A new (read: undeveloped) physique enters the gym. Its owner has seen a couple of muscle mags and has gotten excited about the sport. He wants to train. He wants to get big and strong and, like all beginners, he doesn’t want to waste time getting there.

To fuel his newfound desire to train and to keep him on the right track toward success, he’s got to find the most effective program, one that’ll give him fairly rapid progress. Then, when he’s got something to show for his investment of time and energy, he can add the finishing touches to his physique.

For the new bodybuilder, this early period is crucial. He has many other trainers around him in the gym and he wants to emulate their lifting approaches in the worst way – but to give in to this temptation would be a grave mistake. To the advanced bodybuilder with a number of years under his belt, the emphasis is on refining, shaping and perfecting the mass he has acquired. You’ll spot these fellow using some rather esoteric equipment and training methods to isolate stubborn bodyparts. It’s not likely you’ll see top bodymen hitting basic heavy lifts during their pre-competition training cycle.

Unless the young weight athlete gets some good advice from an experienced bodybuilder, he is likely to do as he sees. And even if he does receive the proper advice, he many not feel it jibes with what he sees the pros doing and will fail to incorporate the advice into his routine.

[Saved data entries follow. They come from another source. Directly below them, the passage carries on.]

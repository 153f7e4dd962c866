//! Interaction signature verification.
//!
//! Discord signs every webhook delivery with a detached Ed25519 signature
//! over `timestamp || raw_body`. The public key is parsed once at startup;
//! verification itself is pure CPU work and runs before the payload is
//! parsed.

use ed25519_dalek::{Signature, Verifier, VerifyingKey, PUBLIC_KEY_LENGTH};

/// Signature verification errors
#[derive(Debug, thiserror::Error)]
pub enum SignatureError {
    #[error("Invalid public key")]
    InvalidPublicKey,

    #[error("Malformed signature")]
    MalformedSignature,

    #[error("Signature verification failed")]
    VerificationFailed,
}

/// Verifies inbound interaction signatures against the application's public key
#[derive(Debug, Clone)]
pub struct InteractionVerifier {
    key: VerifyingKey,
}

impl InteractionVerifier {
    /// Create a verifier from a hex-encoded Ed25519 public key
    pub fn new(public_key_hex: &str) -> Result<Self, SignatureError> {
        let bytes = hex::decode(public_key_hex).map_err(|_| SignatureError::InvalidPublicKey)?;
        let bytes: [u8; PUBLIC_KEY_LENGTH] = bytes
            .try_into()
            .map_err(|_| SignatureError::InvalidPublicKey)?;
        let key = VerifyingKey::from_bytes(&bytes).map_err(|_| SignatureError::InvalidPublicKey)?;
        Ok(Self { key })
    }

    /// Verify a detached signature over `timestamp || body`
    pub fn verify(
        &self,
        signature_hex: &str,
        timestamp: &str,
        body: &[u8],
    ) -> Result<(), SignatureError> {
        let signature_bytes =
            hex::decode(signature_hex).map_err(|_| SignatureError::MalformedSignature)?;
        let signature = Signature::from_slice(&signature_bytes)
            .map_err(|_| SignatureError::MalformedSignature)?;

        let mut message = Vec::with_capacity(timestamp.len() + body.len());
        message.extend_from_slice(timestamp.as_bytes());
        message.extend_from_slice(body);

        self.key
            .verify(&message, &signature)
            .map_err(|_| SignatureError::VerificationFailed)
    }
}
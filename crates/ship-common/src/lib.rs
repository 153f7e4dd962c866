//! # ship-common
//!
//! Shared utilities including configuration, error handling, interaction
//! signature verification, and telemetry.

pub mod auth;
pub mod config;
pub mod error;
pub mod telemetry;

// Re-export commonly used types at crate root
pub use auth::{InteractionVerifier, SignatureError};
pub use config::{
    AppConfig, AppSettings, ConfigError, DatabaseConfig, DiscordConfig, Environment, RedisConfig,
    ServerConfig, StoreSettings,
};
pub use error::{AppError, AppResult};
pub use telemetry::{init_tracing, try_init_tracing, TracingConfig, TracingError};
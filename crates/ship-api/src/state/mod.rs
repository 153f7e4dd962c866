//! Application state
//!
//! Holds the shared state for the Axum application: the interaction service,
//! the signature verifier, and configuration.

use std::sync::Arc;

use ship_common::{AppConfig, InteractionVerifier};
use ship_service::{InteractionService, ServiceContext};

/// Application state shared across all handlers
#[derive(Clone)]
pub struct AppState {
    /// Interaction state machine with its dependency container
    interactions: InteractionService,
    /// Parsed Ed25519 public key for request verification
    verifier: Arc<InteractionVerifier>,
    /// Application configuration
    config: Arc<AppConfig>,
}

impl AppState {
    /// Create a new AppState
    pub fn new(
        service_context: ServiceContext,
        verifier: InteractionVerifier,
        config: AppConfig,
    ) -> Self {
        Self {
            interactions: InteractionService::new(Arc::new(service_context)),
            verifier: Arc::new(verifier),
            config: Arc::new(config),
        }
    }

    /// Get the interaction service
    pub fn interactions(&self) -> &InteractionService {
        &self.interactions
    }

    /// Get the signature verifier
    pub fn verifier(&self) -> &InteractionVerifier {
        &self.verifier
    }

    /// Get the application configuration
    pub fn config(&self) -> &AppConfig {
        &self.config
    }
}

impl std::fmt::Debug for AppState {
    fn fmt(&self, f: &mut std::fmt::Formatter<'_>) -> std::fmt::Result {
        f.debug_struct("AppState")
            .field("interactions", &"InteractionService")
            .field("config", &"AppConfig")
            .finish()
    }
}
//! Command registry
//!
//! Fixed table mapping command names to handlers, response strategies, and
//! the admin gate. Dispatch consults this once per interaction; unknown
//! names fall through to the fixed fallback reply.

/// Handlers a command name can dispatch to
#[derive(Debug, Clone, Copy, PartialEq, Eq)]
pub enum Command {
    Ship,
    RandomShip,
    ManageShips,
    Support,
    EditShipCount,
    Leaderboard,
}

/// Response strategy for a command.
///
/// Deferred commands acknowledge immediately with a placeholder and deliver
/// their content via a follow-up edit; everything that performs a platform
/// REST call or a store round trip defers so the platform's response budget
/// is never exceeded.
#[derive(Debug, Clone, Copy, PartialEq, Eq)]
pub enum Strategy {
    Immediate,
    Deferred,
}

/// One registry entry
#[derive(Debug, Clone, Copy)]
pub struct CommandSpec {
    pub command: Command,
    pub strategy: Strategy,
    pub admin_only: bool,
}

/// Look up a command by its wire name.
///
/// `createship` and `editship` are two historical names for the same
/// management command.
pub fn find(name: &str) -> Option<CommandSpec> {
    let spec = match name {
        "ship" => CommandSpec {
            command: Command::Ship,
            strategy: Strategy::Deferred,
            admin_only: false,
        },
        "randomship" => CommandSpec {
            command: Command::RandomShip,
            strategy: Strategy::Deferred,
            admin_only: false,
        },
        "createship" | "editship" => CommandSpec {
            command: Command::ManageShips,
            strategy: Strategy::Deferred,
            admin_only: true,
        },
        "support" => CommandSpec {
            command: Command::Support,
            strategy: Strategy::Deferred,
            admin_only: false,
        },
        "edit_ship_count" => CommandSpec {
            command: Command::EditShipCount,
            strategy: Strategy::Deferred,
            admin_only: true,
        },
        "leaderboard" => CommandSpec {
            command: Command::Leaderboard,
            strategy: Strategy::Deferred,
            admin_only: false,
        },
        _ => return None,
    };
    Some(spec)
}
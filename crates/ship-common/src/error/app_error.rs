//! Application error types
//!
//! Unified error handling above the domain layer. Only signature failures
//! ever surface to the webhook caller as protocol errors; everything else is
//! converted into ordinary chat content before it reaches the wire.

use ship_core::DomainError;

/// Application-wide error type
#[derive(Debug, thiserror::Error)]
pub enum AppError {
    // Request authentication
    #[error("Invalid request signature")]
    InvalidSignature,

    #[error("Missing signature headers")]
    MissingSignatureHeaders,

    // Payload problems
    #[error("Malformed interaction payload: {0}")]
    MalformedPayload(String),

    // Infrastructure
    #[error("Database error: {0}")]
    Database(String),

    #[error("Cache error: {0}")]
    Cache(String),

    // Configuration errors
    #[error("Configuration error: {0}")]
    Config(String),

    // Internal errors
    #[error("Internal server error")]
    Internal(#[source] anyhow::Error),

    // Domain errors
    #[error(transparent)]
    Domain(#[from] DomainError),
}

impl AppError {
    /// Get HTTP status code for this error
    #[must_use]
    pub fn status_code(&self) -> u16 {
        match self {
            // 401 Unauthorized
            Self::InvalidSignature | Self::MissingSignatureHeaders => 401,

            // 400 Bad Request
            Self::MalformedPayload(_) => 400,

            // 500 Internal Server Error
            Self::Database(_) | Self::Cache(_) | Self::Config(_) | Self::Internal(_) => 500,

            // Domain errors are rendered as chat content by the service
            // layer; reaching HTTP with one is an internal failure.
            Self::Domain(_) => 500,
        }
    }

    /// Get error code for logs and diagnostics
    #[must_use]
    pub fn error_code(&self) -> &'static str {
        match self {
            Self::InvalidSignature => "INVALID_SIGNATURE",
            Self::MissingSignatureHeaders => "MISSING_SIGNATURE_HEADERS",
            Self::MalformedPayload(_) => "MALFORMED_PAYLOAD",
            Self::Database(_) => "DATABASE_ERROR",
            Self::Cache(_) => "CACHE_ERROR",
            Self::Config(_) => "CONFIG_ERROR",
            Self::Internal(_) => "INTERNAL_ERROR",
            Self::Domain(e) => e.code(),
        }
    }

    /// Check if this is a client error (4xx)
    #[must_use]
    pub fn is_client_error(&self) -> bool {
        let status = self.status_code();
        (400..500).contains(&status)
    }

    /// Create an internal error from any error
    pub fn internal(err: impl Into<anyhow::Error>) -> Self {
        Self::Internal(err.into())
    }
}

/// Result type alias for application operations
pub type AppResult<T> = Result<T, AppError>;
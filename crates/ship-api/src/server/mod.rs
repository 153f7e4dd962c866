//! Server setup and initialization
//!
//! Builds the application, selects the storage backend from configuration,
//! and runs the HTTP server. The backend choice happens exactly once, here;
//! everything downstream sees only the `ShipStore` trait.

use std::net::SocketAddr;
use std::sync::Arc;

use axum::Router;
use ship_cache::{RedisPool, RedisPoolConfig, RedisShipStore};
use ship_common::{AppConfig, AppError, InteractionVerifier, StoreSettings};
use ship_core::traits::{PlatformClient, ShipStore};
use ship_core::value_objects::UserId;
use ship_db::{create_pool, DatabaseConfig, PgShipStore};
use ship_discord::DiscordRestClient;
use ship_service::ServiceContextBuilder;
use tokio::net::TcpListener;
use tracing::{info, warn};

use crate::middleware::apply_middleware;
use crate::routes::create_router;
use crate::state::AppState;

/// Build the complete Axum application with all routes and middleware
pub fn create_app(state: AppState) -> Router {
    let router = create_router();
    let router = apply_middleware(router);
    router.with_state(state)
}

/// Initialize all dependencies and create AppState
pub async fn create_app_state(config: AppConfig) -> Result<AppState, AppError> {
    let store: Arc<dyn ShipStore> = match &config.store {
        StoreSettings::Postgres(db) => {
            info!("Connecting to PostgreSQL...");
            let db_config = DatabaseConfig {
                url: db.url.clone(),
                max_connections: db.max_connections,
                min_connections: db.min_connections,
                ..Default::default()
            };
            let pool = create_pool(&db_config)
                .await
                .map_err(|e| AppError::Database(e.to_string()))?;
            PgShipStore::ensure_schema(&pool)
                .await
                .map_err(|e| AppError::Database(e.to_string()))?;
            info!("PostgreSQL connection established");
            Arc::new(PgShipStore::new(pool))
        }
        StoreSettings::Redis(redis) => {
            info!("Connecting to Redis...");
            let pool = RedisPool::new(RedisPoolConfig {
                url: redis.url.clone(),
                max_connections: redis.max_connections as usize,
            })
            .map_err(|e| AppError::Cache(e.to_string()))?;
            pool.health_check()
                .await
                .map_err(|e| AppError::Cache(e.to_string()))?;
            info!("Redis connection established");
            Arc::new(RedisShipStore::new(pool))
        }
    };

    // Outbound REST client, shared by all handlers
    let rest_client = DiscordRestClient::new(
        config.discord.api_base.clone(),
        config.discord.bot_token.clone(),
    );

    if config.discord.register_commands {
        // Registration failures are not fatal; the previous command set
        // keeps working
        if let Err(e) = rest_client
            .register_commands(&config.discord.application_id)
            .await
        {
            warn!(error = %e, "Slash-command registration failed");
        }
    }

    let platform: Arc<dyn PlatformClient> = Arc::new(rest_client);

    let verifier = InteractionVerifier::new(&config.discord.public_key)
        .map_err(|e| AppError::Config(e.to_string()))?;

    let service_context = ServiceContextBuilder::new()
        .store(store)
        .platform(platform)
        .admin_user_id(UserId::new(config.discord.admin_user_id.clone()))
        .build()
        .map_err(|e| AppError::Config(e.to_string()))?;

    Ok(AppState::new(service_context, verifier, config))
}

/// Run the HTTP server
pub async fn run_server(app: Router, addr: SocketAddr) -> Result<(), AppError> {
    info!("Starting HTTP server on {}", addr);

    let listener = TcpListener::bind(addr)
        .await
        .map_err(|e| AppError::Config(format!("Failed to bind to {}: {}", addr, e)))?;

    info!("Server listening on http://{}", addr);

    axum::serve(listener, app)
        .await
        .map_err(|e| AppError::Config(format!("Server error: {}", e)))?;

    Ok(())
}

/// Run the complete server with configuration
pub async fn run(config: AppConfig) -> Result<(), AppError> {
    let addr: SocketAddr = config
        .server
        .address()
        .parse()
        .map_err(|e| AppError::Config(format!("Invalid bind address: {e}")))?;

    let state = create_app_state(config).await?;
    let app = create_app(state);

    run_server(app, addr).await
}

This young athlete is likely to try concentration curls, seated calf raises, bent-knee situps, let extensions, lateral raises and the like, and will no doubt see some changes in his physique. Increases in muscle tone and definition can be brought about by nearly anyone who hasn’t trained with weights before. But when it comes to increasing overall mass, these exercises will not offer maximum muscle stimulation – because exercises that isolate individual muscle to such a high degree do not offer sufficient intensity to maximize overall gains in size.

The new athlete, whose potential for developing prodigious muscle increases is greatest at this early stage of training, will seriously undertrain by using isolation exercises. And this may sour his desire to continue.

There is a better way for the beginner to start. I suggest that he should start out not as a bodybuilder but as a powerlifter. This doesn’t mean he must enter powerlifting competitions, or even lift heavy singles in training. What I’m saying is that now is the time to do fairly heavy, low rep (406) squats for several sets, twice per week. One day he should involve maximal poundages (maximal for that day, since the strength level of the beginner will likely increase almost every workout), and on the other day he should work with a few more reps per set, using approximately 85% of his maximum capacity. He should also bench press twice per week, using a similar system, perhaps benching on one or both of the squat days.

Heavy deadlifts should be done once every 7-10 days, working up to a heavy set of 4-6 reps, with as much weight as he can handle for the final rep of each set. Once a month he should try to break his personal poundage records, and after this test take three days off from training. This is a kind of “incentive” or reward system, which allows the new trainee to actually see how his strength level is progressing.

The newcomer to the gym should train like a powerlifter for at least six months to build a solid base of size and strength. It will be easier to do so at this early period than at any time in the future. In addition to building excellent mass, this approach avoids wasting time refining a physique that doesn’t yet exist. Of course, other basic exercises should be done as well as the three powerlifts, but for the purpose of building a foundation rather than for refinement.

Moral: When first beginning a training program, train like a powerlifter and get that overall body size and strength first. Then move on to work with the advanced isolation exercises.